Het verloop van het aantal meervleermuizen in de 32 gemonitoorde zomerverblijven (rode lijn) in Nederland. Hierbij dient 1994 als ijkjaar, hier is de populatie 100%. Het verloop van de populatie trend wordt weergegevens ten opzichte van het ijkjaar. In 2015 is de populatie 80% van het ijkjaar, wat duidt op een lichte afname.
De meervleermuis wordt in de winter ook gemonitoord (Dijkstra et al 2008, zie Lijst publicaties). De meervleermuis overwinterd hierbij in drie grote bolwerken: ca 350-450 dieren in bunkers langs de kust van Zuid-Holland (Atlantikwall), ca. 60-100 dieren in ondergrondse oobjecten in Gelderland (Hoge Veluwe) en ten slotte 80-120 dieren in mergelgroeven in Limburg. In andere plekken komt de meervleermuis in de winter sporadisch en vaak in lage aantallen voor. Bij de wintermonitoring dient 1986 als ijkjaar (100%, niet weergegeven in deze grafiek). Het gebruik van bekende (en daarmee beschermde/ ingerichte) winterobjecten door meervleermuizen neemt sterk toe (blauwe lijn).

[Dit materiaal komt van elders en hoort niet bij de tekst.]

// パス: src/interpreter/builtins/temporal.rs
// 役割: Temporal 名前空間（暦・期間・日付・時刻・タイムゾーン）
// 意図: 引数を検証して内部スロットに格納し、ISO 形式の文字列化と基本的なゲッターだけを提供する
// 関連ファイル: runtime_heap/src/temporal.rs, src/repl/printer/temporal.rs

use std::rc::Rc;

use chrono::{DateTime, Datelike, NaiveDate, SecondsFormat};
use num_bigint::BigInt;
use num_traits::{ToPrimitive, Zero};
use runtime_heap::temporal::{DurationRecord, IsoDate, IsoTime, TemporalObject};
use runtime_heap::{Attributes, ObjectId, ObjectKind, Property, PropertyKey, Value};

use super::{define_global, require_new};
use crate::interpreter::{arg, Interpreter, JsResult};

const NS_PER_SECOND: i64 = 1_000_000_000;
const NS_PER_DAY: i64 = 86_400 * NS_PER_SECOND;

/// エポックからの上限（±1 億日）。
fn max_epoch_nanoseconds() -> BigInt {
    BigInt::from(100_000_000i64) * BigInt::from(NS_PER_DAY)
}

type Getter = fn(&TemporalObject) -> Option<Value>;

fn temporal_of(interp: &mut Interpreter, this: &Value, class: &str) -> JsResult<TemporalObject> {
    if let Value::Object(id) = this {
        if let ObjectKind::Temporal(t) = interp.heap.kind(*id) {
            if t.class_name() == class {
                return Ok(t.clone());
            }
        }
    }
    Err(interp.type_error(format!("this is not a {}", class)))
}

fn alloc_temporal(interp: &mut Interpreter, class: &'static str, object: TemporalObject) -> ObjectId {
    let proto = interp.constructing_prototype(class);
    interp.heap.alloc(ObjectKind::Temporal(object), Some(proto))
}

/// ToIntegerWithTruncation。無限大は RangeError。
fn integer_arg(interp: &mut Interpreter, args: &[Value], n: usize, default: f64) -> JsResult<f64> {
    let v = arg(args, n);
    if v.is_undefined() {
        return Ok(default);
    }
    let x = interp.to_number(&v)?;
    if !x.is_finite() {
        return Err(interp.range_error("value must be finite"));
    }
    Ok(x.trunc() + 0.0)
}

fn iso_date(interp: &mut Interpreter, year: f64, month: f64, day: f64) -> JsResult<IsoDate> {
    let valid = (1.0..=12.0).contains(&month)
        && day >= 1.0
        && year.abs() <= 275_760.0
        && NaiveDate::from_ymd_opt(year as i32, month as u32, day as u32).is_some();
    if !valid {
        return Err(interp.range_error("Invalid plain date"));
    }
    Ok(IsoDate {
        year: year as i32,
        month: month as u8,
        day: day as u8,
    })
}

fn iso_time(interp: &mut Interpreter, args: &[Value], first: usize) -> JsResult<IsoTime> {
    let mut parts = [0.0; 6];
    for (i, part) in parts.iter_mut().enumerate() {
        *part = integer_arg(interp, args, first + i, 0.0)?;
    }
    let limits = [23.0, 59.0, 59.0, 999.0, 999.0, 999.0];
    if parts.iter().zip(limits).any(|(v, max)| *v < 0.0 || *v > max) {
        return Err(interp.range_error("Invalid plain time"));
    }
    Ok(IsoTime {
        hour: parts[0] as u8,
        minute: parts[1] as u8,
        second: parts[2] as u8,
        millisecond: parts[3] as u16,
        microsecond: parts[4] as u16,
        nanosecond: parts[5] as u16,
    })
}

fn new_calendar(interp: &mut Interpreter, identifier: &str) -> JsResult<ObjectId> {
    let lowered = identifier.to_ascii_lowercase();
    if lowered != "iso8601" {
        return Err(interp.range_error(format!("Invalid calendar identifier '{}'", identifier)));
    }
    let proto = interp.prototype("Temporal.Calendar");
    Ok(interp.heap.alloc(
        ObjectKind::Temporal(TemporalObject::Calendar {
            identifier: Rc::from(lowered),
        }),
        Some(proto),
    ))
}

/// 暦引数。省略時は ISO 暦、Calendar オブジェクトはそのまま使う。
fn to_calendar(interp: &mut Interpreter, value: &Value) -> JsResult<ObjectId> {
    match value {
        Value::Undefined => new_calendar(interp, "iso8601"),
        Value::Object(id) if matches!(interp.heap.kind(*id), ObjectKind::Temporal(TemporalObject::Calendar { .. })) => {
            Ok(*id)
        }
        other => {
            let identifier = interp.to_string(other)?;
            new_calendar(interp, &identifier)
        }
    }
}

/// `±HH`, `±HH:MM`, `±HH:MM:SS` のオフセットをナノ秒へ。
fn parse_offset(text: &str) -> Option<f64> {
    let sign = match text.as_bytes().first()? {
        b'+' => 1.0,
        b'-' => -1.0,
        _ => return None,
    };
    let mut total = 0.0;
    let mut scale = 3600.0;
    for part in text[1..].split(':') {
        if part.len() != 2 || !part.bytes().all(|b| b.is_ascii_digit()) || scale < 1.0 {
            return None;
        }
        let n: f64 = part.parse().ok()?;
        if (scale == 3600.0 && n > 23.0) || (scale < 3600.0 && n > 59.0) {
            return None;
        }
        total += n * scale;
        scale /= 60.0;
    }
    Some(sign * total * NS_PER_SECOND as f64)
}

fn new_time_zone(interp: &mut Interpreter, identifier: &str) -> JsResult<ObjectId> {
    let (identifier, offset) = if identifier.eq_ignore_ascii_case("utc") {
        ("UTC".to_string(), None)
    } else if let Some(ns) = parse_offset(identifier) {
        (identifier.to_string(), Some(ns))
    } else {
        return Err(interp.range_error(format!("Invalid time zone name '{}'", identifier)));
    };
    let proto = interp.prototype("Temporal.TimeZone");
    Ok(interp.heap.alloc(
        ObjectKind::Temporal(TemporalObject::TimeZone {
            identifier: Rc::from(identifier),
            offset_nanoseconds: offset,
        }),
        Some(proto),
    ))
}

fn to_time_zone(interp: &mut Interpreter, value: &Value) -> JsResult<ObjectId> {
    match value {
        Value::Object(id) if matches!(interp.heap.kind(*id), ObjectKind::Temporal(TemporalObject::TimeZone { .. })) => {
            Ok(*id)
        }
        Value::Undefined => Err(interp.type_error("Temporal.ZonedDateTime requires a time zone")),
        other => {
            let identifier = interp.to_string(other)?;
            new_time_zone(interp, &identifier)
        }
    }
}

fn epoch_nanoseconds(interp: &mut Interpreter, value: &Value) -> JsResult<Rc<BigInt>> {
    let ns = interp.to_bigint(value)?;
    let limit = max_epoch_nanoseconds();
    if ns > limit || ns < -limit {
        return Err(interp.range_error("Invalid epoch nanoseconds"));
    }
    Ok(Rc::new(ns))
}

fn duration_record(interp: &mut Interpreter, args: &[Value]) -> JsResult<DurationRecord> {
    let mut fields = [0.0; 10];
    for (i, field) in fields.iter_mut().enumerate() {
        *field = integer_arg(interp, args, i, 0.0)?;
    }
    let positive = fields.iter().any(|v| *v > 0.0);
    let negative = fields.iter().any(|v| *v < 0.0);
    if positive && negative {
        return Err(interp.range_error("Invalid duration: mixed signs"));
    }
    let [years, months, weeks, days, hours, minutes, seconds, milliseconds, microseconds, nanoseconds] = fields;
    Ok(DurationRecord {
        years,
        months,
        weeks,
        days,
        hours,
        minutes,
        seconds,
        milliseconds,
        microseconds,
        nanoseconds,
    })
}

fn calendar_id(interp: &Interpreter, calendar: ObjectId) -> String {
    match interp.heap.kind(calendar) {
        ObjectKind::Temporal(TemporalObject::Calendar { identifier }) => identifier.to_string(),
        _ => "iso8601".into(),
    }
}

/// 小数秒の末尾ゼロを落とす（全部ゼロなら空）。
fn fraction(time: &IsoTime) -> String {
    let ns = time.millisecond as u32 * 1_000_000 + time.microsecond as u32 * 1_000 + time.nanosecond as u32;
    if ns == 0 {
        return String::new();
    }
    let digits = format!("{:09}", ns);
    format!(".{}", digits.trim_end_matches('0'))
}

fn date_string(date: &IsoDate) -> String {
    if (0..=9999).contains(&date.year) {
        format!("{:04}-{:02}-{:02}", date.year, date.month, date.day)
    } else {
        let sign = if date.year < 0 { '-' } else { '+' };
        format!("{}{:06}-{:02}-{:02}", sign, date.year.unsigned_abs(), date.month, date.day)
    }
}

fn time_string(time: &IsoTime) -> String {
    format!("{:02}:{:02}:{:02}{}", time.hour, time.minute, time.second, fraction(time))
}

fn duration_string(d: &DurationRecord) -> String {
    let values = [
        d.years, d.months, d.weeks, d.days, d.hours, d.minutes, d.seconds, d.milliseconds, d.microseconds,
        d.nanoseconds,
    ];
    let sign = if values.iter().any(|v| *v < 0.0) { "-" } else { "" };
    let mut out = format!("{}P", sign);
    for (value, unit) in [(d.years, 'Y'), (d.months, 'M'), (d.weeks, 'W'), (d.days, 'D')] {
        if value != 0.0 {
            out.push_str(&format!("{}{}", value.abs(), unit));
        }
    }
    let sub_second = d.milliseconds.abs() * 1e6 + d.microseconds.abs() * 1e3 + d.nanoseconds.abs();
    let seconds = d.seconds.abs() + (sub_second / 1e9).trunc();
    let nanos = sub_second % 1e9;
    let mut time = String::new();
    for (value, unit) in [(d.hours, 'H'), (d.minutes, 'M')] {
        if value != 0.0 {
            time.push_str(&format!("{}{}", value.abs(), unit));
        }
    }
    if seconds != 0.0 || nanos != 0.0 || (time.is_empty() && out.len() == sign.len() + 1) {
        let frac = if nanos == 0.0 {
            String::new()
        } else {
            format!(".{}", format!("{:09}", nanos as u64).trim_end_matches('0'))
        };
        time.push_str(&format!("{}{}S", seconds, frac));
    }
    if !time.is_empty() {
        out.push('T');
        out.push_str(&time);
    }
    out
}

/// エポックナノ秒を (日付, 時刻) へ分解する。
fn split_epoch(ns: &BigInt, offset_ns: f64) -> Option<(IsoDate, IsoTime)> {
    let shifted = ns + BigInt::from(offset_ns as i64);
    let day_ns = BigInt::from(NS_PER_DAY);
    let mut days = &shifted / &day_ns;
    let mut rem = &shifted % &day_ns;
    if rem < BigInt::zero() {
        rem += &day_ns;
        days -= 1;
    }
    let days = days.to_i64()?;
    let rem = rem.to_i64()?;
    let date = NaiveDate::from_ymd_opt(1970, 1, 1)?.checked_add_signed(chrono::Duration::days(days))?;
    let secs = rem / NS_PER_SECOND;
    let sub = rem % NS_PER_SECOND;
    Some((
        IsoDate {
            year: date.year(),
            month: date.month() as u8,
            day: date.day() as u8,
        },
        IsoTime {
            hour: (secs / 3600) as u8,
            minute: (secs / 60 % 60) as u8,
            second: (secs % 60) as u8,
            millisecond: (sub / 1_000_000) as u16,
            microsecond: (sub / 1_000 % 1_000) as u16,
            nanosecond: (sub % 1_000) as u16,
        },
    ))
}

fn instant_string(ns: &BigInt) -> String {
    let secs = ns.to_i64().map(|n| n.div_euclid(NS_PER_SECOND));
    let nanos = ns.to_i64().map(|n| n.rem_euclid(NS_PER_SECOND) as u32);
    match (secs, nanos) {
        (Some(secs), Some(nanos)) => DateTime::from_timestamp(secs, nanos)
            .map(|dt| dt.to_rfc3339_opts(SecondsFormat::AutoSi, true))
            .unwrap_or_else(|| ns.to_string()),
        _ => ns.to_string(),
    }
}

fn offset_string(offset_ns: f64) -> String {
    let total = (offset_ns / NS_PER_SECOND as f64) as i64;
    let sign = if total < 0 { '-' } else { '+' };
    let total = total.abs();
    format!("{}{:02}:{:02}", sign, total / 3600, total / 60 % 60)
}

Het verloop van het aantal ruige dwergvleermuizen in de bosgebieden Dijkgatsbos en Robbenoordbos. In deze bosgebieden leeft jaarrond een kleine populatie mannetjes, tijdens de migratie arriveren ook andere dieren (vooral vrouwtjes). De resultaten tonen het gemiddeld aantal dieren per gebied (vaste steekproefgrootte) in de periode augustuus 2010 tot september 2015.